(Dataset entries)

-----

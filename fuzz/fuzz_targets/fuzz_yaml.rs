#![no_main]
use catalog_diff::parsers::{parse_catalog_bytes, CatalogFormat};
use catalog_diff::SchemaGeneration;
use libfuzzer_sys::fuzz_target;

/// Fuzz the YAML parser, including tag stripping of ruby object tags.
fuzz_target!(|data: &[u8]| {
    if std::str::from_utf8(data).is_ok() {
        let _ = parse_catalog_bytes(data, CatalogFormat::Yaml, SchemaGeneration::Legacy);
        let _ = parse_catalog_bytes(data, CatalogFormat::Yaml, SchemaGeneration::Current);
    }
});
//! Configuration validation for catalog-diff.

use super::types::{AppConfig, BehaviorConfig, FleetConfig, LoaderConfig, OutputConfig};
use crate::diff::DiffOptions;
use thiserror::Error;

// ============================================================================
// Configuration Error
// ============================================================================

/// A single invalid configuration value.
#[derive(Debug, Clone, PartialEq, Eq, Error)]
#[error("{field}: {message}")]
pub struct ConfigError {
    /// The field that failed validation
    pub field: String,
    /// Description of the validation error
    pub message: String,
}

impl ConfigError {
    fn new(field: impl Into<String>, message: impl Into<String>) -> Self {
        Self {
            field: field.into(),
            message: message.into(),
        }
    }
}

// ============================================================================
// Validation Trait
// ============================================================================

/// Trait for validatable configuration types.
pub trait Validatable {
    /// Validate the configuration, returning any errors found.
    fn validate(&self) -> Vec<ConfigError>;

    /// Check if the configuration is valid.
    fn is_valid(&self) -> bool {
        self.validate().is_empty()
    }
}

// ============================================================================
// Validation Implementations
// ============================================================================

impl Validatable for AppConfig {
    fn validate(&self) -> Vec<ConfigError> {
        let mut errors = Vec::new();
        errors.extend(Validatable::validate(&self.diff));
        errors.extend(self.loader.validate());
        errors.extend(self.fleet.validate());
        errors.extend(self.output.validate());
        errors.extend(self.behavior.validate());
        errors
    }
}

impl Validatable for DiffOptions {
    fn validate(&self) -> Vec<ConfigError> {
        self.ignore_parameters
            .iter()
            .enumerate()
            .filter(|(_, name)| name.trim().is_empty())
            .map(|(pos, _)| {
                ConfigError::new(
                    format!("diff.ignore_parameters[{pos}]"),
                    "Parameter name must not be empty",
                )
            })
            .collect()
    }
}

impl Validatable for LoaderConfig {
    fn validate(&self) -> Vec<ConfigError> {
        // The schema enum admits no invalid values once deserialized
        Vec::new()
    }
}

impl Validatable for FleetConfig {
    fn validate(&self) -> Vec<ConfigError> {
        let mut errors = Vec::new();
        if self.threads == 0 {
            errors.push(ConfigError::new(
                "fleet.threads",
                "Thread count must be at least 1",
            ));
        }
        if self.changed_depth == 0 {
            errors.push(ConfigError::new(
                "fleet.changed_depth",
                "Changed depth must be at least 1",
            ));
        }
        errors
    }
}

impl Validatable for OutputConfig {
    fn validate(&self) -> Vec<ConfigError> {
        let mut errors = Vec::new();

        if let Some(parent) = self.file.as_deref().and_then(std::path::Path::parent) {
            if !parent.as_os_str().is_empty() && !parent.exists() {
                errors.push(ConfigError::new(
                    "output.file",
                    format!("Parent directory does not exist: {}", parent.display()),
                ));
            }
        }

        errors
    }
}

impl Validatable for BehaviorConfig {
    fn validate(&self) -> Vec<ConfigError> {
        Vec::new()
    }
}
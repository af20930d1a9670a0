//! Trait definitions for diff computation strategies.
//!
//! Each comparison stage is a [`ChangeComputer`] producing its own immutable
//! change set, which the engine folds into the final report.

use crate::model::NormalizedCatalog;
use indexmap::IndexMap;
use serde_json::Value;
use std::collections::BTreeMap;

/// Trait for computing one category of change between two catalogs.
pub trait ChangeComputer: Send + Sync {
    /// The type of changes this computer produces.
    type ChangeSet;

    /// Compute changes between the old and new catalog.
    fn compute(&self, old: &NormalizedCatalog, new: &NormalizedCatalog) -> Self::ChangeSet;

    /// Get the name of this change computer for logging/debugging.
    fn name(&self) -> &str;
}

/// Identity diff: resources present on one side only.
///
/// Both lists hold rendered `Type[title]` references in lexicographic order.
#[derive(Debug, Clone, Default, PartialEq, Eq)]
pub struct TitleChanges {
    pub only_in_old: Vec<String>,
    pub only_in_new: Vec<String>,
}

impl TitleChanges {
    #[must_use]
    pub fn is_empty(&self) -> bool {
        self.only_in_old.is_empty() && self.only_in_new.is_empty()
    }

    /// Number of resources only in the new catalog
    #[must_use]
    pub fn additions(&self) -> usize {
        self.only_in_new.len()
    }

    /// Number of resources only in the old catalog
    #[must_use]
    pub fn subtractions(&self) -> usize {
        self.only_in_old.len()
    }
}

/// Changed parameters of one resource, by parameter name
pub type ParameterValues = BTreeMap<String, Value>;

/// Content diff: resources present on both sides whose parameters differ.
///
/// Every map is keyed by the rendered resource reference and ordered by it.
/// `params_in_new` has one entry per changed resource and is the change
/// count.
#[derive(Debug, Clone, Default, PartialEq)]
pub struct ParameterChanges {
    /// Old values of the differing parameters
    pub differences_in_old: IndexMap<String, ParameterValues>,
    /// New values of the differing parameters
    pub differences_in_new: IndexMap<String, ParameterValues>,
    /// Unified diff of the whole resource
    pub differences_as_diff: IndexMap<String, String>,
    /// Names of the differing parameters present in the old resource
    pub params_in_old: IndexMap<String, Vec<String>>,
    /// Names of the differing parameters present in the new resource
    pub params_in_new: IndexMap<String, Vec<String>>,
    /// Unified diff per differing string parameter
    pub content_differences: IndexMap<String, BTreeMap<String, String>>,
}

impl ParameterChanges {
    #[must_use]
    pub fn is_empty(&self) -> bool {
        self.params_in_new.is_empty()
    }

    /// Number of changed resources
    #[must_use]
    pub fn changes(&self) -> usize {
        self.params_in_new.len()
    }
}

#[cfg(test)]
mod tests {
    use super::*;

    #[test]
    fn test_title_changes_empty() {
        let set = TitleChanges::default();
        assert!(set.is_empty());
        assert_eq!(set.additions(), 0);
        assert_eq!(set.subtractions(), 0);
    }

    #[test]
    fn test_parameter_changes_count() {
        let mut set = ParameterChanges::default();
        assert!(set.is_empty());
        set.params_in_new.insert("File[a]".into(), vec![]);
        assert_eq!(set.changes(), 1);
    }
}
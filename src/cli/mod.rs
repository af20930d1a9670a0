//! CLI command handlers.
//!
//! Testable handlers invoked by main.rs, one per subcommand that does work.

mod diff;
mod fleet;

pub use diff::run_diff;
pub use fleet::run_fleet;

// Re-export config types used by handlers
pub use crate::config::AppConfig;
//! Unified error types for catalog-diff.
//!
//! Every failure in the load → normalize → compare pipeline is fatal to the
//! single diff it occurs in. The variants carry enough context (path, side,
//! stage) for a caller driving many nodes to attribute the failure without
//! aborting the rest of the batch.

use crate::model::CatalogSide;
use std::path::PathBuf;
use thiserror::Error;

/// Main error type for catalog-diff operations.
#[derive(Error, Debug)]
#[non_exhaustive]
pub enum CatalogDiffError {
    /// Input path does not exist. Raised before any parse attempt.
    #[error("Cannot find resources in {path:?} ({side} catalog)")]
    FileNotFound { path: PathBuf, side: CatalogSide },

    /// Extension not recognized, or not valid for the configured schema generation
    #[error("Unsupported catalog format for {path:?}: {reason}")]
    UnsupportedFormat { path: PathBuf, reason: String },

    /// Content could not be deserialized into a catalog
    #[error("Malformed catalog {path:?}: {message}")]
    MalformedCatalog { path: PathBuf, message: String },

    /// Duplicate identity key within one catalog
    #[error("Normalization failed for {side} catalog: duplicate resource {resource}")]
    Normalization { side: CatalogSide, resource: String },

    /// IO errors with context
    #[error("IO error at {path:?}: {message}")]
    Io {
        path: Option<PathBuf>,
        message: String,
        #[source]
        source: std::io::Error,
    },

    /// Configuration errors
    #[error("Invalid configuration: {0}")]
    Config(String),
}

// ============================================================================
// Result type alias
// ============================================================================

/// Convenient Result type for catalog-diff operations
pub type Result<T> = std::result::Result<T, CatalogDiffError>;

// ============================================================================
// Error construction helpers
// ============================================================================

impl CatalogDiffError {
    /// Create a file-not-found error for one side of a diff
    pub fn file_not_found(path: impl Into<PathBuf>, side: CatalogSide) -> Self {
        Self::FileNotFound {
            path: path.into(),
            side,
        }
    }

    /// Create an unsupported-format error
    pub fn unsupported_format(path: impl Into<PathBuf>, reason: impl Into<String>) -> Self {
        Self::UnsupportedFormat {
            path: path.into(),
            reason: reason.into(),
        }
    }

    /// Create a malformed-catalog error
    pub fn malformed(path: impl Into<PathBuf>, message: impl Into<String>) -> Self {
        Self::MalformedCatalog {
            path: path.into(),
            message: message.into(),
        }
    }

    /// Create a duplicate-resource normalization error
    pub fn duplicate_resource(side: CatalogSide, resource: impl Into<String>) -> Self {
        Self::Normalization {
            side,
            resource: resource.into(),
        }
    }

    /// Create an IO error with path context
    pub fn io(path: impl Into<PathBuf>, source: std::io::Error) -> Self {
        let path = path.into();
        let message = format!("{source}");
        Self::Io {
            path: Some(path),
            message,
            source,
        }
    }

    /// Create a config error
    pub fn config(message: impl Into<String>) -> Self {
        Self::Config(message.into())
    }

    /// Name of the pipeline stage this error belongs to.
    #[must_use]
    pub const fn stage(&self) -> &'static str {
        match self {
            Self::FileNotFound { .. } | Self::UnsupportedFormat { .. } | Self::Io { .. } => "load",
            Self::MalformedCatalog { .. } => "parse",
            Self::Normalization { .. } => "normalize",
            Self::Config(_) => "config",
        }
    }
}

// ============================================================================
// Conversions from existing error types
// ============================================================================

impl From<std::io::Error> for CatalogDiffError {
    fn from(err: std::io::Error) -> Self {
        Self::Io {
            path: None,
            message: format!("{err}"),
            source: err,
        }
    }
}

// ============================================================================
// Error context extension trait
// ============================================================================

/// Extension trait for adding context to errors.
///
/// Context strings are prepended to whatever context the error already
/// carries, producing a chain such as `"node web01: loading old catalog: ..."`.
///
/// ```ignore
/// use catalog_diff::error::ErrorContext;
///
/// let report = differ.diff().with_context(|| format!("node {node}"))?;
/// ```
pub trait ErrorContext<T> {
    /// Add context to an error.
    fn context(self, context: impl Into<String>) -> Result<T>;

    /// Add context from a closure, evaluated only on error.
    fn with_context<F, C>(self, f: F) -> Result<T>
    where
        F: FnOnce() -> C,
        C: Into<String>;
}

impl<T, E: Into<CatalogDiffError>> ErrorContext<T> for std::result::Result<T, E> {
    fn context(self, context: impl Into<String>) -> Result<T> {
        let ctx: String = context.into();
        self.map_err(|e| add_context_to_error(e.into(), &ctx))
    }

    fn with_context<F, C>(self, f: F) -> Result<T>
    where
        F: FnOnce() -> C,
        C: Into<String>,
    {
        self.map_err(|e| {
            let ctx: String = f().into();
            add_context_to_error(e.into(), &ctx)
        })
    }
}

/// Add context to an error, chaining with any existing context.
///
/// Variants whose payload is structural (path, side) keep it untouched and
/// chain the context into their free-text field.
fn add_context_to_error(err: CatalogDiffError, new_ctx: &str) -> CatalogDiffError {
    match err {
        CatalogDiffError::UnsupportedFormat { path, reason } => {
            CatalogDiffError::UnsupportedFormat {
                path,
                reason: chain_context(new_ctx, &reason),
            }
        }
        CatalogDiffError::MalformedCatalog { path, message } => {
            CatalogDiffError::MalformedCatalog {
                path,
                message: chain_context(new_ctx, &message),
            }
        }
        CatalogDiffError::Normalization { side, resource } => CatalogDiffError::Normalization {
            side,
            resource: chain_context(new_ctx, &resource),
        },
        CatalogDiffError::Io {
            path,
            message,
            source,
        } => CatalogDiffError::Io {
            path,
            message: chain_context(new_ctx, &message),
            source,
        },
        CatalogDiffError::Config(msg) => CatalogDiffError::Config(chain_context(new_ctx, &msg)),
        other @ CatalogDiffError::FileNotFound { .. } => other,
    }
}

/// Chain two context strings together.
///
/// If the existing context is empty, returns just the new context.
/// Otherwise, returns "`new_context`: `existing_context`".
fn chain_context(new: &str, existing: &str) -> String {
    if existing.is_empty() {
        new.to_string()
    } else {
        format!("{new}: {existing}")
    }
}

-----

Problem to solve
Throughout the data above, count the lines in which the word "MalformedCatalog" occurs; supply the number alone.

Exercise solution
5